Drive With A Dead Girl - Reign Falls

Dernier album en date de Drive With A Dead Girl après dix années d’existence, Reign Falls impressionne.

1. Reign Falls
2. Boogie Man
3. The Low Flying Swan
4. Hijra
5. Oumarik
6. Horizons
7. JHH
8. Slow Mobile

date de sortie : 28-04-2017 Label : Tandori Records/En Veux-Tu ? En V’Là/Quelque Part Records

Reign Falls pour un album qui trompe son titre. Dix années d’existence, neuf occurrences et Drive With A Dead Girl garde intact le souffle complexe qui l’habite. Complexe car portant bien haut ses élans contradictoires : post-punk canal historique aux accents frondeurs, des morceaux à l’apparence ténue qui se déploient dans toutes les directions, une simplicité qui emberlificote ses racines dans un parterre exubérant. On l’entend dès le premier titre éponyme : une entame feutrée, retenue, toute voix en avant qui bute sur un refrain où, d’un coup, c’est tout le contraire. Le chant se fait chœur, les instruments passent au premier plan, il n’y a bien que le rythme lent qui perdure avant que l’ensemble ne se pare d’accents ritualistes avec batterie tribale et cris incantatoires. Tout cela sans jamais rendre le morceau difforme. Les mouvements coulent sans à-coups les uns dans les autres et ce qui apparaît à l’échelle d’un seul titre est ensuite maintenu sur l’ensemble du disque. Rien ne s’y ressemble mais le rendu est pourtant uniforme. Le groupe a donc une patte. Un truc bien à lui. Érigé patiemment en dix années et qui aboutit aujourd’hui à Reign Falls, un album de cadors. Mêlant ce que les Lillois ont déjà exploré jusque-là et des accents plus inédits - tout du moins pour l’entité Drive With A Dead Girl - glanés du côté de chez Le Gras par exemple. Aujourd’hui, le post-punk abrasif et sexy revêt une grosse vibration rituelle qui flingue les degrés excédentaires qui n’étaient de toute façon déjà pas bien nombreux. Elle était présente auparavant - notamment sur le précédent, Le Rivage - mais semble poussée encore plus avant et donne naissance à des titres comme The Low Flying Swan ou Hijra au sein desquels le froid emporte tout. Ce n’est pas non plus drastiquement décharné mais le givre les recouvre indéniablement. Pourtant, malgré le côté solennel qui pourrait rendre l’écoute malaisée et ennuyeuse, on reste accroché aux enceintes tout du long. La complexité vient de là aussi. Au sortir des huit titres, on aura bien du mal à en cerner un seul, les contours étant majoritairement flous, tout comme la construction des morceaux à bien y regarder. Tout au plus retiendra-t-on une ambiance générale mais qui, elle aussi, finira par s’évaporer devant une écoute plus attentive. Reign Falls se montre ainsi labyrinthique mais réussit le tour de force de ne jamais nous égarer. Une gageure. Qui en fait certainement tout le sel.
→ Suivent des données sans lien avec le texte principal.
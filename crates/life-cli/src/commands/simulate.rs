//! Synthetic batch generation.
//!
//! Every participant carries two traits: `engagement` (linear, starting at
//! 0) and `neuroplasticity` (saturating, starting uniformly in `[0, S/2]`).
//! Observations draw engagement from `[0, 1]`, the environmental factor
//! from `[-0.5, 0.5]` and elapsed time from `[0.1, 2.0]`. The same seed
//! always yields the same document.

use std::path::PathBuf;

use clap::Args;
use rand::{Rng, SeedableRng};
use rand_chacha::ChaCha8Rng;
use tracing::info;

use life_engine::{EngineConfig, EntityInput, StimulusObservation, TraitState, TraitValue};

use super::{finish, Preset, UpdateOverrides};
use crate::document::BatchDocument;
use crate::error::CliResult;

pub const LINEAR_TRAIT: &str = "engagement";
pub const SATURATING_TRAIT: &str = "neuroplasticity";

/// Arguments for the simulate command.
#[derive(Args, Debug)]
pub struct SimulateArgs {
    /// Number of synthetic participants
    #[arg(long, default_value = "100")]
    pub participants: usize,

    /// Observations per participant
    #[arg(long, default_value = "10")]
    pub cycles: usize,

    /// RNG seed
    #[arg(long, default_value = "42")]
    pub seed: u64,

    /// Update constants to embed in the document
    #[arg(long, value_enum, default_value_t = Preset::Default)]
    pub preset: Preset,

    #[command(flatten)]
    pub overrides: UpdateOverrides,

    /// Write the document here instead of stdout
    #[arg(long, short)]
    pub output: Option<PathBuf>,
}

pub fn handle_simulate(args: SimulateArgs) -> i32 {
    finish("simulate", run(&args))
}

fn run(args: &SimulateArgs) -> CliResult<()> {
    let mut config = EngineConfig {
        update: args.preset.config(),
        ..Default::default()
    };
    args.overrides.apply(&mut config.update);

    let document = generate(args.participants, args.cycles, args.seed, config)?;
    info!(
        participants = args.participants,
        cycles = args.cycles,
        seed = args.seed,
        "synthetic batch generated"
    );

    match &args.output {
        Some(path) => {
            document.save(path)?;
            println!(
                "Wrote {} participants x {} cycles to {}",
                args.participants,
                args.cycles,
                path.display()
            );
        }
        None => println!("{}", document.to_json()?),
    }
    Ok(())
}

/// Build a synthetic batch document from `seed`.
pub fn generate(
    participants: usize,
    cycles: usize,
    seed: u64,
    config: EngineConfig,
) -> CliResult<BatchDocument> {
    let config = config.checked()?;
    let mut rng = ChaCha8Rng::seed_from_u64(seed);
    let ceiling = config.update.saturation_level;

    let entities = (0..participants)
        .map(|i| -> CliResult<EntityInput> {
            let id = format!("participant-{:04}", i + 1);
            let baseline = rng.gen_range(0.0..=ceiling / 2.0);
            let initial = TraitState::new(
                id.as_str(),
                [
                    (LINEAR_TRAIT, TraitValue::linear(0.0)),
                    (SATURATING_TRAIT, TraitValue::saturating(baseline)),
                ],
            )?;
            let observations = (0..cycles)
                .map(|_| {
                    StimulusObservation::new(
                        id.as_str(),
                        rng.gen_range(0.0..=1.0),
                        rng.gen_range(-0.5..=0.5),
                        rng.gen_range(0.1..=2.0),
                    )
                })
                .collect();
            Ok(EntityInput::new(initial, observations))
        })
        .collect::<CliResult<Vec<_>>>()?;

    Ok(BatchDocument { config, entities })
}
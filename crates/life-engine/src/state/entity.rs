//! Opaque entity identifier.

use std::fmt;

use serde::{Deserialize, Serialize};
use uuid::Uuid;

/// Opaque token linking observations to a trait state.
#[derive(Debug, Clone, PartialEq, Eq, Hash, PartialOrd, Ord, Serialize, Deserialize)]
#[serde(transparent)]
pub struct EntityId(String);

impl EntityId {
    pub fn new(id: impl Into<String>) -> Self {
        Self(id.into())
    }

    /// Fresh random identifier for callers without their own.
    pub fn generate() -> Self {
        Self(Uuid::new_v4().to_string())
    }

    #[inline]
    pub fn as_str(&self) -> &str {
        &self.0
    }
}

impl fmt::Display for EntityId {
    fn fmt(&self, f: &mut fmt::Formatter<'_>) -> fmt::Result {
        f.write_str(&self.0)
    }
}

impl From<&str> for EntityId {
    fn from(id: &str) -> Self {
        Self::new(id)
    }
}

impl From<String> for EntityId {
    fn from(id: String) -> Self {
        Self(id)
    }
}
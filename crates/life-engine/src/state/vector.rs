//! Named trait vector with a checked non-empty, finite invariant.

use std::collections::BTreeMap;

use serde::{Deserialize, Serialize};

use crate::error::{LifeError, LifeResult};

/// Mapping from trait name to value, ordered by name.
///
/// Always non-empty and every value finite. Construction is the only place
/// the invariant is checked, so projection over a `TraitVector` cannot fail.
///
/// # Example
///
/// ```
/// use life_engine::TraitVector;
///
/// let vector = TraitVector::from_pairs([("focus", 3.0), ("calm", 1.0)]).unwrap();
/// assert_eq!(vector.len(), 2);
/// assert!(TraitVector::from_pairs(Vec::<(&str, f64)>::new()).is_err());
/// ```
#[derive(Debug, Clone, PartialEq, Serialize, Deserialize)]
#[serde(try_from = "BTreeMap<String, f64>", into = "BTreeMap<String, f64>")]
pub struct TraitVector {
    values: BTreeMap<String, f64>,
}

impl TraitVector {
    pub fn new(values: BTreeMap<String, f64>) -> LifeResult<Self> {
        if values.is_empty() {
            return Err(LifeError::EmptyTraitVector);
        }
        for (name, value) in &values {
            if name.is_empty() {
                return Err(LifeError::invalid_input(
                    "trait_name",
                    "\"\"",
                    "Trait names must not be empty",
                ));
            }
            if !value.is_finite() {
                return Err(LifeError::invalid_input(
                    name.as_str(),
                    value,
                    "Trait values must be finite",
                ));
            }
        }
        Ok(Self { values })
    }

    /// Build from `(name, value)` pairs. Later duplicates replace earlier ones.
    pub fn from_pairs<I, K>(pairs: I) -> LifeResult<Self>
    where
        I: IntoIterator<Item = (K, f64)>,
        K: Into<String>,
    {
        Self::new(pairs.into_iter().map(|(k, v)| (k.into(), v)).collect())
    }

    #[inline]
    pub fn get(&self, name: &str) -> Option<f64> {
        self.values.get(name).copied()
    }

    #[inline]
    pub fn len(&self) -> usize {
        self.values.len()
    }

    /// Always false; present for API symmetry with collections.
    #[inline]
    pub fn is_empty(&self) -> bool {
        self.values.is_empty()
    }

    pub fn iter(&self) -> impl Iterator<Item = (&str, f64)> + '_ {
        self.values.iter().map(|(k, v)| (k.as_str(), *v))
    }

    pub fn names(&self) -> impl Iterator<Item = &str> + '_ {
        self.values.keys().map(String::as_str)
    }

    /// True when every value is exactly zero.
    pub fn is_all_zero(&self) -> bool {
        self.values.values().all(|v| *v == 0.0)
    }

    pub fn as_map(&self) -> &BTreeMap<String, f64> {
        &self.values
    }
}

impl TryFrom<BTreeMap<String, f64>> for TraitVector {
    type Error = LifeError;

    fn try_from(values: BTreeMap<String, f64>) -> Result<Self, Self::Error> {
        Self::new(values)
    }
}

impl From<TraitVector> for BTreeMap<String, f64> {
    fn from(vector: TraitVector) -> Self {
        vector.values
    }
}
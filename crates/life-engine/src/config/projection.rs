//! Per-trait importance weights applied before normalization.

use std::collections::BTreeMap;

use serde::{Deserialize, Serialize};

/// Projection settings.
///
/// Each trait magnitude is multiplied by its weight (or `default_weight`
/// when the trait is not listed) before normalization. The default
/// configuration weights every trait equally, which reduces to the plain
/// `|v| / Σ|v|` projection.
#[derive(Debug, Clone, PartialEq, Serialize, Deserialize)]
#[serde(default)]
pub struct ProjectionConfig {
    /// Explicit weights by trait name. Each must be finite and >= 0.
    pub weights: BTreeMap<String, f64>,

    /// Weight for traits absent from `weights`. Must be finite and >= 0.
    pub default_weight: f64,
}

impl Default for ProjectionConfig {
    fn default() -> Self {
        Self {
            weights: BTreeMap::new(),
            default_weight: 1.0,
        }
    }
}

impl ProjectionConfig {
    /// Weight applied to `name`.
    #[inline]
    pub fn weight_for(&self, name: &str) -> f64 {
        self.weights.get(name).copied().unwrap_or(self.default_weight)
    }

    /// True when every trait is weighted equally.
    pub fn is_uniform(&self) -> bool {
        self.weights.values().all(|w| *w == self.default_weight)
    }

    pub fn validate(&self) -> Result<(), String> {
        if !self.default_weight.is_finite() || self.default_weight < 0.0 {
            return Err(format!(
                "default_weight must be finite and >= 0, got {}",
                self.default_weight
            ));
        }
        for (name, weight) in &self.weights {
            if name.is_empty() {
                return Err("projection weight names must not be empty".to_string());
            }
            if !weight.is_finite() || *weight < 0.0 {
                return Err(format!(
                    "weight for '{}' must be finite and >= 0, got {}",
                    name, weight
                ));
            }
        }
        Ok(())
    }
}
La complexité vient enfin des partis pris de Drive With A Dead Girl. La démarche D.I.Y. n’empêche nullement l’ambition. Celle qui concoure à l’originalité de sa musique - sans cesse mouvante, respectant ses traits principaux mais ne s’interdisant jamais les à-côtés ou les chemins de traverse, conciliant des intentions a priori inconciliables (l’exploration et la justesse, la douceur et le bruit) - repose sur des fondations qui partout ailleurs s’effriteraient bien vite. Prenons la voix d’Alexia, par exemple, qui se retrouve parfois toute seule sur les devants (l’entame de Reign Falls, celles de The Low et d’Oumarik), complètement à poil. Exposée dans toute sa fragilité. Et si l’on se dit souvent que c’est approximatif, on se rend bien vite compte que ça ne l’est complètement pas. Bien campée sur ses guibolles et à sa place, sans elle les morceaux ne fonctionneraient pas aussi bien, il leur manquerait quelque chose. Idem concernant certains sons très ’80s et suspects qui devraient, en temps normal, faire fuir les tympans (l’harmonium qui arbore des airs de melodica, dirait-on, sur Boogie Man et Slow Mobile ou, plus loin, le refrain d’Horizons) mais qui, au contraire, ne sont ici rien d’autre que de chouettes idées qui apportent finalement beaucoup à l’ossature générale. Album funambule par excellence, Reign Falls suit une trajectoire accidentée où les occasions de sa casser la gueule sont nombreuses mais non. Il tient debout et déroule d’élégants morceaux qui égratignent autant qu’ils apaisent. Maîtrisant tous les aspects de sa musique, Drive With A Dead Girl peut désormais bien faire ce qu’il veut, il sonnera invariablement comme du Drive With A Dead Girl et invariablement bien. Rien à jeter ici, tout à explorer, de la sérénade inquiète et écorchée de The Low au post-punk arachnéen et très froid d’Hijra, de la mélodie solaire et suspendue de JHH, elle aussi paradoxalement très froide, jusqu’à l’extrême mélancolie de Slow Mobile, pas le moindre pas de travers qui pourrait nous faire décrocher et ternir le clair-obscur d’un disque complètement maîtrisé et tout simplement beau. Et cela sans gommer tout ce que cette musique peut avoir d’abrasif et de non domestiqué. Toujours pas décidé à arrondir ses angles ou à repasser ses contours au gros feutre noir, imperméable aux modes et au temps qui passe, Drive With A Dead Girl continue son bonhomme de chemin tout comme on continuera à les suivre les yeux fermés.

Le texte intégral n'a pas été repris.